Сотня рисунков, картин, коллажей и объектов — с воткнутыми в цемент ножами и забетонированным дамским бельем с желтыми звездами Давида — может показаться иллюстрацией к еще не написанному тогда «Дому Аниты». И если закрыть глаза на эти настойчивые «порнохолокостные» рифмы, все это, возможно, не будет так уж резко выделяться на фоне других антитоварных и мусорных манифестаций того времени — Роберта Раушенберга, Эда Кинхольца, Флюксуса, «новых реалистов», Марселя Бротарса, венских акционистов, с которыми Лурье, кстати, много общался. Но все же ближайшей аналогией тут станет еще один борец за «не-искусство»: Густав Мецгер (1926–2017), отправленный из Германии в Англию в рамках операции «Kindertransport», избежавший концлагеря, но лишившийся родителей, примерно в те же годы, что и его ровесники из NO!art, начнет продвигать идею «саморазрушающегося искусства».
Своим «не-искусством» Борис Лурье, живший весьма скромно, практически ничего не заработал, но после смерти оставил 80-миллионное состояние — скупал дешевые акции, инвестировал в недвижимость. На эти деньги и существует нью-йоркский фонд, занимающийся пропагандой его наследия.
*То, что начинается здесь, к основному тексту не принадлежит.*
//! HS256 session tokens.
//!
//! Access tokens are short lived and accepted by the identity extractor;
//! refresh tokens only by `/api/auth/refresh`. The `type` claim keeps the
//! two from being swapped.

use chrono::Utc;
use jsonwebtoken::{decode, encode, errors::ErrorKind, DecodingKey, EncodingKey, Header, Validation};
use serde::{Deserialize, Serialize};

use crate::config::AuthConfig;
use crate::error::{AppError, Result};

#[derive(Debug, Clone, Copy, PartialEq, Eq, Serialize, Deserialize)]
#[serde(rename_all = "lowercase")]
pub enum TokenType {
    Access,
    Refresh,
}

#[derive(Debug, Clone, Serialize, Deserialize)]
pub struct Claims {
    pub user_id: String,
    #[serde(default, skip_serializing_if = "Option::is_none")]
    pub email: Option<String>,
    #[serde(rename = "type")]
    pub token_type: TokenType,
    pub iat: i64,
    pub exp: i64,
}

#[derive(Debug, Clone, Serialize)]
pub struct TokenPair {
    pub access_token: String,
    pub refresh_token: String,
    pub token_type: &'static str,
    /// Access token lifetime in seconds.
    pub expires_in: i64,
}

#[derive(Clone)]
pub struct TokenService {
    encoding: EncodingKey,
    decoding: DecodingKey,
    access_seconds: i64,
    refresh_seconds: i64,
}

impl TokenService {
    pub fn new(secret: &str, access_minutes: i64, refresh_days: i64) -> Self {
        Self {
            encoding: EncodingKey::from_secret(secret.as_bytes()),
            decoding: DecodingKey::from_secret(secret.as_bytes()),
            access_seconds: access_minutes * 60,
            refresh_seconds: refresh_days * 24 * 60 * 60,
        }
    }

    pub fn from_config(config: &AuthConfig) -> Self {
        Self::new(
            &config.jwt_secret,
            config.access_token_minutes,
            config.refresh_token_days,
        )
    }

    fn issue(&self, user_id: &str, email: Option<&str>, token_type: TokenType) -> Result<String> {
        let now = Utc::now().timestamp();
        let ttl = match token_type {
            TokenType::Access => self.access_seconds,
            TokenType::Refresh => self.refresh_seconds,
        };
        let claims = Claims {
            user_id: user_id.to_string(),
            email: email.map(str::to_string),
            token_type,
            iat: now,
            exp: now + ttl,
        };
        encode(&Header::default(), &claims, &self.encoding)
            .map_err(|e| AppError::Internal(format!("Failed to sign token: {e}")))
    }

    pub fn issue_access(&self, user_id: &str, email: Option<&str>) -> Result<String> {
        self.issue(user_id, email, TokenType::Access)
    }

    pub fn issue_pair(&self, user_id: &str, email: Option<&str>) -> Result<TokenPair> {
        Ok(TokenPair {
            access_token: self.issue_access(user_id, email)?,
            refresh_token: self.issue(user_id, email, TokenType::Refresh)?,
            token_type: "bearer",
            expires_in: self.access_seconds,
        })
    }

    /// Decodes `token` and checks its signature, expiry and type.
    pub fn verify(&self, token: &str, expected: TokenType) -> Result<Claims> {
        let data = decode::<Claims>(token, &self.decoding, &Validation::default()).map_err(|err| {
            let message = match err.kind() {
                ErrorKind::ExpiredSignature => "Token expired",
                ErrorKind::InvalidSignature => "Invalid token signature",
                _ => "Invalid token",
            };
            AppError::Unauthorized(message.to_string())
        })?;
        if data.claims.token_type != expected {
            return Err(AppError::Unauthorized("Invalid token type".to_string()));
        }
        Ok(data.claims)
    }
}

#[cfg(test)]
mod tests {
    use super::*;

    fn service() -> TokenService {
        TokenService::new("test-secret-with-enough-length-1234", 30, 7)
    }

    #[test]
    fn access_token_round_trip() {
        let tokens = service();
        let pair = tokens.issue_pair("user-1", Some("a@b.c")).unwrap();
        let claims = tokens.verify(&pair.access_token, TokenType::Access).unwrap();
        assert_eq!(claims.user_id, "user-1");
        assert_eq!(claims.email.as_deref(), Some("a@b.c"));
        assert_eq!(claims.exp - claims.iat, 30 * 60);
        assert_eq!(pair.expires_in, 1800);
    }

    #[test]
    fn refresh_token_is_not_an_access_token() {
        let tokens = service();
        let pair = tokens.issue_pair("user-1", None).unwrap();
        assert!(tokens.verify(&pair.refresh_token, TokenType::Access).is_err());
        let claims = tokens.verify(&pair.refresh_token, TokenType::Refresh).unwrap();
        assert_eq!(claims.exp - claims.iat, 7 * 24 * 3600);
    }

    #[test]
    fn rejects_foreign_signature() {
        let pair = service().issue_pair("user-1", None).unwrap();
        let other = TokenService::new("a-completely-different-secret-value", 30, 7);
        let err = other.verify(&pair.access_token, TokenType::Access).unwrap_err();
        assert!(matches!(err, AppError::Unauthorized(_)));
    }

    #[test]
    fn rejects_expired_token() {
        let tokens = TokenService::new("test-secret-with-enough-length-1234", -10, 7);
        let pair = tokens.issue_pair("user-1", None).unwrap();
        let err = tokens.verify(&pair.access_token, TokenType::Access).unwrap_err();
        assert_eq!(err.to_string(), "Token expired");
    }

    #[test]
    fn rejects_garbage() {
        assert!(service().verify("not.a.jwt", TokenType::Access).is_err());
    }
}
И это удивительная история — о том, как, однажды избегнув смерти, справиться с забвением post mortem, и о том, как, презирая рынок, обыграть его на экономическом поле. Финал этого фантасмагорического плутовского романа открыт, но мораль, похоже, уже прочитывается — там что-то о травме, правде и посмертной справедливости.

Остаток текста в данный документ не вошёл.